Assignment:
Write down exactly the lines of the records below, beginning with the first and ending with the line that includes "use crate::definition::LeafRule;".

■ ■ ■ ■ ■ ■ ■

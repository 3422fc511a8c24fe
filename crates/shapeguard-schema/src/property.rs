//! # Properties
//!
//! A [`Property`] is one addressable node of a compiled schema: a leaf
//! carrying a [`LeafRule`], or a container listing its children by name.
//! Children themselves live in the schema's flat path map; a container
//! only records their names, in declaration order.

use serde_json::Value;
use shapeguard_core::value::{is_absent, presence};
use shapeguard_core::FieldPath;
use tracing::trace;

use crate::capability::Check;
use crate::definition::LeafRule;
use crate::types::TypeTag;
use crate::validate::{Violation, ViolationKind};

/// Leaf rules or container children.
#[derive(Debug, Clone)]
pub enum PropertyKind {
    Leaf(LeafRule),
    Container { children: Vec<String> },
}

/// A compiled schema node.
#[derive(Debug, Clone)]
pub struct Property {
    path: FieldPath,
    kind: PropertyKind,
}

impl Property {
    /// A leaf at `path`.
    pub fn leaf(path: FieldPath, rule: LeafRule) -> Self {
        Self {
            path,
            kind: PropertyKind::Leaf(rule),
        }
    }

    /// A container at `path` with the given child names.
    pub fn container(path: FieldPath, children: Vec<String>) -> Self {
        Self {
            path,
            kind: PropertyKind::Container { children },
        }
    }

    /// The property's own key (last path segment).
    pub fn name(&self) -> &str {
        self.path.name()
    }

    pub fn path(&self) -> &FieldPath {
        &self.path
    }

    pub fn kind(&self) -> &PropertyKind {
        &self.kind
    }

    pub fn is_leaf(&self) -> bool {
        matches!(self.kind, PropertyKind::Leaf(_))
    }

    pub fn is_container(&self) -> bool {
        !self.is_leaf()
    }

    /// Leaf rules, or `None` for a container.
    pub fn rule(&self) -> Option<&LeafRule> {
        match &self.kind {
            PropertyKind::Leaf(rule) => Some(rule),
            PropertyKind::Container { .. } => None,
        }
    }

    /// Child names in declaration order. Empty for a leaf.
    pub fn children(&self) -> &[String] {
        match &self.kind {
            PropertyKind::Container { children } => children,
            PropertyKind::Leaf(_) => &[],
        }
    }

    pub fn type_tag(&self) -> Option<&TypeTag> {
        self.rule().and_then(|rule| rule.type_tag.as_ref())
    }

    pub fn is_required(&self) -> bool {
        self.rule().is_some_and(|rule| rule.required)
    }

    pub(crate) fn add_child(&mut self, name: &str) {
        if let PropertyKind::Container { children } = &mut self.kind {
            if !children.iter().any(|c| c == name) {
                children.push(name.to_string());
            }
        }
    }

    /// Check a candidate value against this leaf's rules.
    ///
    /// `None` and JSON `null` both count as absent. Rules are consulted in
    /// order: presence (if required), then the custom validator if one is
    /// set, otherwise the declared type. An absent optional value always
    /// passes. Containers always pass; their children are checked through
    /// their own paths.
    ///
    /// # Errors
    ///
    /// Returns the [`Violation`] describing the first failed rule.
    pub fn assert(&self, value: Option<&Value>) -> Result<(), Violation> {
        let PropertyKind::Leaf(rule) = &self.kind else {
            return Ok(());
        };

        let Some(value) = presence(value) else {
            if rule.required {
                return Err(self.violation(
                    ViolationKind::RequiredMissing,
                    format!("{} is required", self.path),
                ));
            }
            return Ok(());
        };

        if let Some(validator) = &rule.validate {
            return match validator.check(value) {
                Check::Pass => Ok(()),
                Check::Fail => Err(self.violation(
                    ViolationKind::CustomValidationFailed,
                    format!("{} failed validation", self.path),
                )),
                Check::FailWith(message) => {
                    Err(self.violation(ViolationKind::CustomValidationFailed, message))
                }
            };
        }

        match &rule.type_tag {
            Some(tag) if !tag.matches(value) => Err(self.violation(
                ViolationKind::TypeMismatch,
                format!("{} must be {}", self.path, tag.described()),
            )),
            _ => Ok(()),
        }
    }

    /// Coerce `value` using the explicit `cast` rule, or the declared
    /// type's built-in coercion when there is none.
    ///
    /// Never fails: an absent value, a container, or a failed coercion
    /// hands the input back unchanged and the type check reports it.
    pub fn cast(&self, value: Value) -> Value {
        let PropertyKind::Leaf(rule) = &self.kind else {
            return value;
        };
        if is_absent(Some(&value)) {
            return value;
        }
        let result = match (&rule.cast, &rule.type_tag) {
            (Some(caster), _) => caster.cast(&value),
            (None, Some(tag)) => tag.coerce(&value),
            (None, None) => return value,
        };
        match result {
            Ok(cast) => cast,
            Err(e) => {
                trace!(path = %self.path, error = %e, "typecast failed, keeping original value");
                value
            }
        }
    }

    fn violation(&self, kind: ViolationKind, message: String) -> Violation {
        let message = self
            .rule()
            .and_then(|rule| rule.message.clone())
            .unwrap_or(message);
        Violation::new(self.path.clone(), kind, message)
    }
}
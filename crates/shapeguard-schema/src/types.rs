//! # Declared Types
//!
//! A leaf may declare the type its value must have. Built-in tags map
//! onto [`ValueKind`]; [`TypeTag::Custom`] carries a named predicate for
//! domain types ("email", "uuid", ...) that JSON has no kind for.

use std::fmt;
use std::sync::Arc;

use serde_json::Value;
use shapeguard_core::{with_article, ValueKind};

use crate::cast;
use crate::capability::{CastError, Caster};

type TypePredicate = dyn Fn(&Value) -> bool + Send + Sync;

/// A declared leaf type.
#[derive(Clone)]
pub enum TypeTag {
    /// One of the JSON kinds.
    Kind(ValueKind),
    /// A named predicate, optionally with its own coercion.
    Custom {
        name: String,
        predicate: Arc<TypePredicate>,
        caster: Option<Caster>,
    },
}

impl TypeTag {
    /// A custom type checked by `predicate`.
    pub fn custom<F>(name: impl Into<String>, predicate: F) -> Self
    where
        F: Fn(&Value) -> bool + Send + Sync + 'static,
    {
        TypeTag::Custom {
            name: name.into(),
            predicate: Arc::new(predicate),
            caster: None,
        }
    }

    /// Attach a coercion to a custom type. Built-in kinds keep their
    /// built-in coercion and ignore this.
    pub fn with_caster(self, caster: Caster) -> Self {
        match self {
            TypeTag::Custom { name, predicate, .. } => TypeTag::Custom {
                name,
                predicate,
                caster: Some(caster),
            },
            kind => kind,
        }
    }

    /// The type's name as written in definitions.
    pub fn name(&self) -> &str {
        match self {
            TypeTag::Kind(kind) => kind.as_str(),
            TypeTag::Custom { name, .. } => name,
        }
    }

    /// True if `value` has this type.
    pub fn matches(&self, value: &Value) -> bool {
        match self {
            TypeTag::Kind(kind) => ValueKind::of(value) == *kind,
            TypeTag::Custom { predicate, .. } => predicate(value),
        }
    }

    /// Coerce `value` toward this type.
    ///
    /// # Errors
    ///
    /// Returns a [`CastError`] when no coercion exists or it fails.
    pub fn coerce(&self, value: &Value) -> Result<Value, CastError> {
        match self {
            TypeTag::Kind(kind) => cast::to_kind(*kind, value),
            TypeTag::Custom {
                caster: Some(caster),
                ..
            } => caster.cast(value),
            TypeTag::Custom { name, .. } => {
                Err(CastError::new(name.as_str(), value, "no coercion registered"))
            }
        }
    }

    /// `"must be <article> <name>"` fragment used in type mismatch messages.
    pub fn described(&self) -> String {
        with_article(self.name())
    }
}

impl From<ValueKind> for TypeTag {
    fn from(kind: ValueKind) -> Self {
        TypeTag::Kind(kind)
    }
}

impl fmt::Debug for TypeTag {
    fn fmt(&self, f: &mut fmt::Formatter<'_>) -> fmt::Result {
        match self {
            TypeTag::Kind(kind) => write!(f, "TypeTag::Kind({kind})"),
            TypeTag::Custom { name, .. } => write!(f, "TypeTag::Custom({name})"),
        }
    }
}

impl fmt::Display for TypeTag {
    fn fmt(&self, f: &mut fmt::Formatter<'_>) -> fmt::Result {
        f.write_str(self.name())
    }
}
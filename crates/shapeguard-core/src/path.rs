//! # Field Paths
//!
//! A [`FieldPath`] is the dotted address of a property from the schema
//! root, e.g. `"name.first"`. Paths are validated on construction, so the
//! rest of the stack never deals with empty segments.

use std::fmt;
use std::str::FromStr;

use serde::{Deserialize, Serialize};

use crate::error::PathError;

/// Segment separator within a dotted path.
pub const SEPARATOR: char = '.';

/// A validated, non-empty dotted path.
#[derive(Debug, Clone, PartialEq, Eq, Hash, PartialOrd, Ord, Serialize, Deserialize)]
#[serde(try_from = "String", into = "String")]
pub struct FieldPath(String);

impl FieldPath {
    /// Parse a dotted path.
    ///
    /// # Errors
    ///
    /// Returns [`PathError::Empty`] for `""` and
    /// [`PathError::EmptySegment`] for paths like `"a..b"` or `".a"`.
    pub fn parse(path: impl Into<String>) -> Result<Self, PathError> {
        let path = path.into();
        if path.is_empty() {
            return Err(PathError::Empty);
        }
        if let Some(position) = path.split(SEPARATOR).position(str::is_empty) {
            return Err(PathError::EmptySegment { path, position });
        }
        Ok(Self(path))
    }

    /// The full dotted path.
    pub fn as_str(&self) -> &str {
        &self.0
    }

    /// Iterate over the path segments from the root.
    pub fn segments(&self) -> impl Iterator<Item = &str> {
        self.0.split(SEPARATOR)
    }

    /// Number of segments.
    pub fn depth(&self) -> usize {
        self.segments().count()
    }

    /// The last segment, i.e. the property's own key.
    pub fn name(&self) -> &str {
        self.0.rsplit(SEPARATOR).next().unwrap_or(&self.0)
    }

    /// The enclosing path, or `None` for a top-level path.
    pub fn parent(&self) -> Option<FieldPath> {
        self.0
            .rfind(SEPARATOR)
            .map(|idx| FieldPath(self.0[..idx].to_string()))
    }

    /// Every proper ancestor, outermost first.
    pub fn ancestors(&self) -> Vec<FieldPath> {
        self.0
            .match_indices(SEPARATOR)
            .map(|(idx, _)| FieldPath(self.0[..idx].to_string()))
            .collect()
    }

    /// Append one segment.
    ///
    /// # Errors
    ///
    /// Fails if `name` is empty or itself contains an empty segment.
    pub fn child(&self, name: &str) -> Result<FieldPath, PathError> {
        FieldPath::parse(format!("{}{SEPARATOR}{name}", self.0))
    }

    /// True if `other` lies strictly below this path.
    pub fn is_ancestor_of(&self, other: &FieldPath) -> bool {
        other.0.len() > self.0.len()
            && other.0.starts_with(&self.0)
            && other.0[self.0.len()..].starts_with(SEPARATOR)
    }
}

impl fmt::Display for FieldPath {
    fn fmt(&self, f: &mut fmt::Formatter<'_>) -> fmt::Result {
        f.write_str(&self.0)
    }
}

impl FromStr for FieldPath {
    type Err = PathError;

    fn from_str(s: &str) -> Result<Self, Self::Err> {
        FieldPath::parse(s)
    }
}

impl TryFrom<String> for FieldPath {
    type Error = PathError;

    fn try_from(value: String) -> Result<Self, Self::Error> {
        FieldPath::parse(value)
    }
}

impl TryFrom<&str> for FieldPath {
    type Error = PathError;

    fn try_from(value: &str) -> Result<Self, Self::Error> {
        FieldPath::parse(value)
    }
}

impl From<FieldPath> for String {
    fn from(path: FieldPath) -> Self {
        path.0
    }
}

impl AsRef<str> for FieldPath {
    fn as_ref(&self) -> &str {
        &self.0
    }
}
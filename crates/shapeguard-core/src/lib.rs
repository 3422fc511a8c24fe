//! # shapeguard-core — Foundational Types
//!
//! Primitives shared by the shapeguard validation stack:
//!
//! - [`FieldPath`]: validated dotted paths (`"name.first"`) that address a
//!   property from the schema root.
//! - [`ValueKind`]: runtime kind detection for `serde_json::Value`.
//! - [`value`]: path-addressed lookup and replacement in JSON object
//!   trees, with a single definition of "absent" (missing key, missing
//!   intermediate, non-object intermediate, or `null`).
//! - [`CoreError`]: the error hierarchy for the primitives above.
//!
//! ## Crate Policy
//!
//! - No dependencies on other `shapeguard-*` crates.
//! - No `unsafe` code.
//! - No `panic!()` or `.unwrap()` outside tests.

pub mod error;
pub mod kind;
pub mod path;
pub mod value;

pub use error::{CoreError, PathError};
pub use kind::{with_article, ValueKind};
pub use path::FieldPath;
use crate::domain::model::{MapArtifacts, PhotoMeta, RunReport};
use crate::map::MapOptions;
use crate::thumbnails::ThumbnailOptions;
use crate::utils::error::Result;
use async_trait::async_trait;
use std::path::Path;

pub trait Storage: Send + Sync {
    fn write_file(
        &self,
        path: &str,
        data: &[u8],
    ) -> impl std::future::Future<Output = Result<()>> + Send;
    fn exists(&self, path: &str) -> impl std::future::Future<Output = bool> + Send;
}

pub trait ConfigProvider: Send + Sync {
    fn images_dir(&self) -> &Path;
    fn output_html(&self) -> &Path;
    fn recurse(&self) -> bool;
    fn allowed_exts(&self) -> &[String];
    /// 0 means unlimited.
    fn limit(&self) -> usize;
    fn map_options(&self) -> MapOptions;
    fn thumbnail_options(&self) -> ThumbnailOptions;
    fn monitoring_enabled(&self) -> bool;
}

#[async_trait]
pub trait Pipeline: Send + Sync {
    async fn extract(&self) -> Result<Vec<PhotoMeta>>;
    async fn transform(&self, photos: Vec<PhotoMeta>) -> Result<MapArtifacts>;
    async fn load(&self, artifacts: MapArtifacts) -> Result<RunReport>;
}
use crate::utils::error::{PhotoMapError, Result};
use regex::Regex;
use std::collections::HashSet;
use std::sync::OnceLock;
use url::Url;

pub trait Validate {
    fn validate(&self) -> Result<()>;
}

fn tile_placeholder() -> &'static Regex {
    static RE: OnceLock<Regex> = OnceLock::new();
    RE.get_or_init(|| Regex::new(r"\{([a-z]+)\}").expect("static regex"))
}

/// Validates an XYZ tile template such as `https://{s}.tile.example.org/{z}/{x}/{y}{r}.png`.
///
/// Placeholders are substituted with sample values before parsing, so only the
/// surrounding URL has to be well formed.
pub fn validate_tile_url(field_name: &str, template: &str) -> Result<()> {
    if template.trim().is_empty() {
        return Err(PhotoMapError::InvalidConfigValueError {
            field: field_name.to_string(),
            value: template.to_string(),
            reason: "URL cannot be empty".to_string(),
        });
    }

    let sample = tile_placeholder().replace_all(template, |caps: &regex::Captures| {
        match &caps[1] {
            "s" => "a",
            "r" => "",
            _ => "0",
        }
        .to_string()
    });

    match Url::parse(&sample) {
        Ok(url) => match url.scheme() {
            "http" | "https" => Ok(()),
            scheme => Err(PhotoMapError::InvalidConfigValueError {
                field: field_name.to_string(),
                value: template.to_string(),
                reason: format!("Unsupported URL scheme: {}", scheme),
            }),
        },
        Err(e) => Err(PhotoMapError::InvalidConfigValueError {
            field: field_name.to_string(),
            value: template.to_string(),
            reason: format!("Invalid URL format: {}", e),
        }),
    }
}

pub fn validate_path(field_name: &str, path: &str) -> Result<()> {
    if path.is_empty() {
        return Err(PhotoMapError::InvalidConfigValueError {
            field: field_name.to_string(),
            value: path.to_string(),
            reason: "Path cannot be empty".to_string(),
        });
    }

    if path.contains('\0') {
        return Err(PhotoMapError::InvalidConfigValueError {
            field: field_name.to_string(),
            value: path.to_string(),
            reason: "Path contains null bytes".to_string(),
        });
    }

    Ok(())
}

pub fn validate_positive_number(field_name: &str, value: usize, min_value: usize) -> Result<()> {
    if value < min_value {
        return Err(PhotoMapError::InvalidConfigValueError {
            field: field_name.to_string(),
            value: value.to_string(),
            reason: format!("Value must be at least {}", min_value),
        });
    }
    Ok(())
}

/// Extensions are matched against `Path::extension` with a leading dot, e.g. `.jpg`.
pub fn validate_extension_list(field_name: &str, extensions: &[String]) -> Result<()> {
    if extensions.is_empty() {
        return Err(PhotoMapError::InvalidConfigValueError {
            field: field_name.to_string(),
            value: "[]".to_string(),
            reason: "At least one extension is required".to_string(),
        });
    }

    let mut seen = HashSet::new();
    for ext in extensions {
        if !ext.starts_with('.') || ext.len() < 2 {
            return Err(PhotoMapError::InvalidConfigValueError {
                field: field_name.to_string(),
                value: ext.clone(),
                reason: "Extensions must start with '.' and name a suffix, e.g. '.jpg'"
                    .to_string(),
            });
        }
        if !seen.insert(ext.to_lowercase()) {
            tracing::debug!("Duplicate extension '{}' in {}", ext, field_name);
        }
    }

    Ok(())
}

pub fn validate_non_empty_string(field_name: &str, value: &str) -> Result<()> {
    if value.trim().is_empty() {
        return Err(PhotoMapError::InvalidConfigValueError {
            field: field_name.to_string(),
            value: value.to_string(),
            reason: "Value cannot be empty or whitespace-only".to_string(),
        });
    }
    Ok(())
}

pub fn validate_range<T: PartialOrd + std::fmt::Display + Copy>(
    field_name: &str,
    value: T,
    min: T,
    max: T,
) -> Result<()> {
    // Written so that NaN fails.
    if !(value >= min && value <= max) {
        return Err(PhotoMapError::InvalidConfigValueError {
            field: field_name.to_string(),
            value: value.to_string(),
            reason: format!("Value must be between {} and {}", min, max),
        });
    }
    Ok(())
}
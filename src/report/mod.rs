pub mod geojson;
pub mod repository;

pub use geojson::{Feature, FeatureCollection};
pub use repository::PhotoRepository;
//! Header-only EXIF extraction backed by `kamadak-exif`.

use crate::domain::geo::dms_to_decimal;
use crate::utils::error::Result;
use exif::{Exif, Field, In, Tag, Value};
use std::fs::File;
use std::io::BufReader;
use std::path::Path;

/// The subset of EXIF the map cares about.
#[derive(Debug, Clone, Default, PartialEq)]
pub struct ExifSummary {
    pub lat: Option<f64>,
    pub lon: Option<f64>,
    pub altitude_m: Option<f64>,
    pub datetime: Option<String>,
    pub make: Option<String>,
    pub model: Option<String>,
    pub orientation: Option<u32>,
}

/// Parses the EXIF block of a container file (JPEG, TIFF, HEIF, PNG, WebP)
/// without decoding pixels.
pub fn read_container(path: &Path) -> Result<ExifSummary> {
    let file = File::open(path)?;
    let mut reader = BufReader::new(file);
    let exif = exif::Reader::new().read_from_container(&mut reader)?;
    Ok(summarize(&exif))
}

/// Parses a bare TIFF-structured EXIF block, as handed out by image decoders.
pub fn read_raw(data: Vec<u8>) -> Result<ExifSummary> {
    let exif = exif::Reader::new().read_raw(data)?;
    Ok(summarize(&exif))
}

/// Orientation tag (1..=8) of a file, if present and valid.
pub fn read_orientation(path: &Path) -> Option<u32> {
    read_container(path).ok()?.orientation
}

fn summarize(exif: &Exif) -> ExifSummary {
    let field = |tag: Tag| exif.get_field(tag, In::PRIMARY);

    let lat_ref = field(Tag::GPSLatitudeRef).and_then(ascii_value);
    let lon_ref = field(Tag::GPSLongitudeRef).and_then(ascii_value);

    let (lat, lon) = match (field(Tag::GPSLatitude), field(Tag::GPSLongitude)) {
        (Some(lat), Some(lon)) => (
            rationals(lat).and_then(|dms| dms_to_decimal(&dms, lat_ref.as_deref())),
            rationals(lon).and_then(|dms| dms_to_decimal(&dms, lon_ref.as_deref())),
        ),
        _ => (None, None),
    };

    let altitude_m = field(Tag::GPSAltitude)
        .and_then(rationals)
        .and_then(|parts| parts.first().copied())
        .filter(|(_, den)| *den != 0.0)
        .map(|(num, den)| {
            let below_sea_level = field(Tag::GPSAltitudeRef)
                .and_then(|f| f.value.get_uint(0))
                .is_some_and(|r| r == 1);
            let metres = num / den;
            if below_sea_level {
                -metres
            } else {
                metres
            }
        });

    let datetime = field(Tag::DateTimeOriginal)
        .and_then(ascii_value)
        .or_else(|| field(Tag::DateTime).and_then(ascii_value));

    let orientation = field(Tag::Orientation)
        .and_then(|f| f.value.get_uint(0))
        .filter(|o| (1..=8).contains(o));

    ExifSummary {
        lat,
        lon,
        altitude_m,
        datetime,
        make: field(Tag::Make).and_then(ascii_value),
        model: field(Tag::Model).and_then(ascii_value),
        orientation,
    }
}

/// First ASCII component with NUL padding and surrounding whitespace removed.
fn ascii_value(field: &Field) -> Option<String> {
    match &field.value {
        Value::Ascii(parts) => parts
            .iter()
            .map(|bytes| {
                String::from_utf8_lossy(bytes)
                    .trim_matches(|c: char| c == '\0' || c.is_whitespace())
                    .to_string()
            })
            .find(|s| !s.is_empty()),
        _ => None,
    }
}

fn rationals(field: &Field) -> Option<Vec<(f64, f64)>> {
    match &field.value {
        Value::Rational(values) => Some(
            values
                .iter()
                .map(|r| (f64::from(r.num), f64::from(r.denom)))
                .collect(),
        ),
        _ => None,
    }
}


#[cfg(test)]
mod tests {
    use super::fixtures::{jpeg_with_exif, sydney_tiff};
    use super::*;
    use std::io::Write;
    use tempfile::NamedTempFile;

    #[test]
    fn test_raw_block_fields() {
        let summary = read_raw(sydney_tiff(1)).unwrap();

        assert!((summary.lat.unwrap() + 33.86).abs() < 1e-6);
        assert!((summary.lon.unwrap() - 151.215).abs() < 1e-6);
        assert_eq!(summary.altitude_m, Some(-12.5));
        assert_eq!(summary.datetime.as_deref(), Some("2019:12:31 23:59:00"));
        assert_eq!(summary.make.as_deref(), Some("Canon"));
        assert_eq!(summary.model.as_deref(), Some("EOS 5D"));
        assert_eq!(summary.orientation, Some(1));
    }

    #[test]
    fn test_container_orientation() {
        let mut file = NamedTempFile::new().unwrap();
        file.write_all(&jpeg_with_exif(40, 20, &sydney_tiff(6))).unwrap();

        assert_eq!(read_orientation(file.path()), Some(6));
        assert_eq!(read_container(file.path()).unwrap().orientation, Some(6));
    }

    #[test]
    fn test_missing_file_is_an_error() {
        assert!(read_container(Path::new("/definitely/not/here.jpg")).is_err());
    }

    #[test]
    fn test_non_image_has_no_exif() {
        let mut file = NamedTempFile::new().unwrap();
        file.write_all(b"plain text, not a photo").unwrap();

        assert!(read_container(file.path()).is_err());
        assert_eq!(read_orientation(file.path()), None);
    }

    #[test]
    fn test_garbage_raw_block_is_an_error() {
        assert!(read_raw(vec![0, 1, 2, 3]).is_err());
    }
}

■ ■ ■ ■ ■ ■ ■

Answer box:
repository 3422fc511a8c24fe
filename crates/shapeguard-schema/src/property.rs
//! # Properties
//!
//! A [`Property`] is one addressable node of a compiled schema: a leaf
//! carrying a [`LeafRule`], or a container listing its children by name.
//! Children themselves live in the schema's flat path map; a container
//! only records their names, in declaration order.

use serde_json::Value;
use shapeguard_core::value::{is_absent, presence};
use shapeguard_core::FieldPath;
use tracing::trace;

use crate::capability::Check;
use crate::definition::LeafRule;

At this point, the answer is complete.